The pixel encoding looks familiar. The square itself is doubled in resolution, so I have to resample every fourth pixel for further analysis.
from PIL import Image
with Image.open("elf-cropped.png") as img:
width, height = img.size
new_img = Image.new("RGB", (width // 2, height // 2))
# recreate the image only sampling every other pixel
for x in range(0, width, 2):
for y in range(0, height, 2):
new_img.putpixel((x // 2, y // 2), img.getpixel((x, y)))
new_img.save("elf-crop-small.png")
I adapted some of my python (code playground) I wrote for a workshop on LSB steganography for high schoolers last year (silly slides) to read the full R, G, and B values as bytes and decode them into characters. My first time around, I could definitely parse ascii characters and seemed to resemble .ELF format, but the order seemed somewhat scrambled.
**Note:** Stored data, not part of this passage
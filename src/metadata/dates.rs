//! Capture-time recovery from file and directory names.

use chrono::{NaiveDate, NaiveDateTime, NaiveTime};
use regex::{Captures, Regex};
use std::path::Path;
use std::sync::OnceLock;

use crate::search::TimeRange;

struct DatePatterns {
    /// `YYYYMMDD[_-]?HHMMSS` anywhere in the name: exact.
    stamp: Regex,
    /// `_YYYYMMDD_` / `-YYYYMMDD-` delimited date: whole day.
    delimited: Regex,
    /// Leading `YYYYMMDD`: whole day.
    leading: Regex,
    /// Leading `YYYY-MM-DD`: whole day.
    dashed: Regex,
}

static PATTERNS: OnceLock<Option<DatePatterns>> = OnceLock::new();

fn patterns() -> Option<&'static DatePatterns> {
    PATTERNS
        .get_or_init(|| {
            Some(DatePatterns {
                stamp: Regex::new(r"(\d{4})(\d{2})(\d{2})[_\-]?([0-2]\d)([0-5]\d)([0-5]\d)").ok()?,
                delimited: Regex::new(r"[\-_]([1-2]\d{3})([0-1]\d)([0-3]\d)[\-_]").ok()?,
                leading: Regex::new(r"^([1-2]\d{3})([0-1]\d)([0-3]\d)").ok()?,
                dashed: Regex::new(r"^([1-2]\d{3})-([0-1]\d)-([0-3]\d)").ok()?,
            })
        })
        .as_ref()
}

fn num(caps: &Captures<'_>, i: usize) -> Option<u32> {
    caps.get(i)?.as_str().parse().ok()
}

fn date_from(caps: &Captures<'_>) -> Option<NaiveDate> {
    let year: i32 = caps.get(1)?.as_str().parse().ok()?;
    NaiveDate::from_ymd_opt(year, num(caps, 2)?, num(caps, 3)?)
}

fn stamp_from(caps: &Captures<'_>) -> Option<NaiveDateTime> {
    let time = NaiveTime::from_hms_opt(num(caps, 4)?, num(caps, 5)?, num(caps, 6)?)?;
    Some(date_from(caps)?.and_time(time))
}

fn day_in(re: &Regex, name: &str) -> Option<TimeRange> {
    re.captures(name)
        .and_then(|c| date_from(&c))
        .map(TimeRange::whole_day)
}

/// Capture time from a file name: an embedded timestamp is exact, a date alone covers the day.
pub fn range_from_filename(name: &str) -> Option<TimeRange> {
    let p = patterns()?;
    if let Some(at) = p.stamp.captures(name).and_then(|c| stamp_from(&c)) {
        return Some(TimeRange::exact(at));
    }
    day_in(&p.delimited, name)
        .or_else(|| day_in(&p.leading, name))
        .or_else(|| day_in(&p.dashed, name))
}

/// Date from the nearest ancestor directory named like `20220103...` or `2022-01-03...`.
/// With a `root`, directories above it are not considered.
pub fn range_from_directories(path: &Path, root: Option<&Path>) -> Option<TimeRange> {
    let p = patterns()?;
    path.parent()?
        .ancestors()
        .take_while(|dir| root.is_none_or(|r| dir.starts_with(r)))
        .filter_map(|dir| dir.file_name()?.to_str())
        .find_map(|part| day_in(&p.leading, part).or_else(|| day_in(&p.dashed, part)))
}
Here's a snippet:
wrageimpnglf.ead reageimpngut.inp
Because every three characters are reversed, and the fact that the elf is looking in a mirror I realized we need to iterate ib reverse across the x-axis.
from PIL import Image
src = "elf-crop-small.png"
binary = []
with Image.open(src) as img:
width, height = img.size
for y in range(height):
for x in reversed(range(width)): # reverse across x
pixel = list(img.getpixel((x, y))) # create a 3 element list: [R, G, B]
for n in range(3):
# append each byte of R, G, and B, to binary
binary.append(format(pixel[n], "08b"))
message = ""
for byte in binary:
c = chr(int(byte, 2)) # convert byte to a character
message += c # add to message
print(message)
# print binary to .elf file
with open("elfy.elf", "wb") as f:
for byte in binary:
f.write(bytes([int(byte, 2)]))
Here's where the actual revving comes in!
To view it, I googled "elf view on mac" and downloaded the release from the first github page that came up. This turned out to have a surprise.
The developer seems very cracked, but they made design choices that I don't find tasteful.
My friend pointed me to Cutter, which has a few more useful features. Looking at the recompiler, we saw that there was something being drawn with ImageMagick to the bottom left corner with constant green and blue value.
And there it is! The square was in plain sight all along!
Okay, lets look at just the least significant bit of red in each pixel and try to remake the flag!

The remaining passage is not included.